*Exercise details*: Please return exactly the lines from the one containing "i64) -> Result<Option<CommunityDoc>>;" through the end of the records, including both.

Dataset records below:

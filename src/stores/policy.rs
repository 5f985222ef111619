//! Policy store: community policies and the global default configuration
//!
//! Read-mostly; administrative writes happen out of band.

use async_trait::async_trait;
use bson::doc;

use crate::db::schemas::{
    CommunityDoc, GlobalConfigDoc, COMMUNITY_COLLECTION, CONFIG_COLLECTION, GLOBAL_CONFIG_ID,
};
use crate::db::{MongoClient, MongoCollection};
use crate::types::Result;

/// Read access to community policies and global defaults
#[async_trait]
pub trait PolicyStore: Send + Sync {
    /// Fetch one community's policy by community id
    async fn community(&self, community_id: i64) -> Result<Option<CommunityDoc>>;

    /// Fetch every community with distribution enabled
    async fn enabled_communities(&self) -> Result<Vec<CommunityDoc>>;

    /// Fetch the global default-configuration document
    async fn global_config(&self) -> Result<Option<GlobalConfigDoc>>;
}

/// MongoDB-backed policy store
pub struct MongoPolicyStore {
    communities: MongoCollection<CommunityDoc>,
    config: MongoCollection<GlobalConfigDoc>,
}

impl MongoPolicyStore {
    pub async fn new(client: &MongoClient) -> Result<Self> {
        Ok(Self {
            communities: client.collection(COMMUNITY_COLLECTION).await?,
            config: client.collection(CONFIG_COLLECTION).await?,
        })
    }
}

#[async_trait]
impl PolicyStore for MongoPolicyStore {
    async fn community(&self, community_id: i64) -> Result<Option<CommunityDoc>> {
        self.communities
            .find_one(doc! { "server_id": community_id })
            .await
    }

    async fn enabled_communities(&self) -> Result<Vec<CommunityDoc>> {
        self.communities.find_many(doc! { "enabled": true }).await
    }

    async fn global_config(&self) -> Result<Option<GlobalConfigDoc>> {
        self.config.find_one(doc! { "_id": GLOBAL_CONFIG_ID }).await
    }
}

End of Dataset records.

*Solution below*:
    async fn community(&self, community_id: i64) -> Result<Option<CommunityDoc>>;

    /// Fetch every community with distribution enabled
    async fn enabled_communities(&self) -> Result<Vec<CommunityDoc>>;

    /// Fetch the global default-configuration document
    async fn global_config(&self) -> Result<Option<GlobalConfigDoc>>;
}

/// MongoDB-backed policy store
pub struct MongoPolicyStore {
    communities: MongoCollection<CommunityDoc>,
    config: MongoCollection<GlobalConfigDoc>,
}

impl MongoPolicyStore {
    pub async fn new(client: &MongoClient) -> Result<Self> {
        Ok(Self {
            communities: client.collection(COMMUNITY_COLLECTION).await?,
            config: client.collection(CONFIG_COLLECTION).await?,
        })
    }
}

#[async_trait]
impl PolicyStore for MongoPolicyStore {
    async fn community(&self, community_id: i64) -> Result<Option<CommunityDoc>> {
        self.communities
            .find_one(doc! { "server_id": community_id })
            .await
    }

    async fn enabled_communities(&self) -> Result<Vec<CommunityDoc>> {
        self.communities.find_many(doc! { "enabled": true }).await
    }

    async fn global_config(&self) -> Result<Option<GlobalConfigDoc>> {
        self.config.find_one(doc! { "_id": GLOBAL_CONFIG_ID }).await
    }
}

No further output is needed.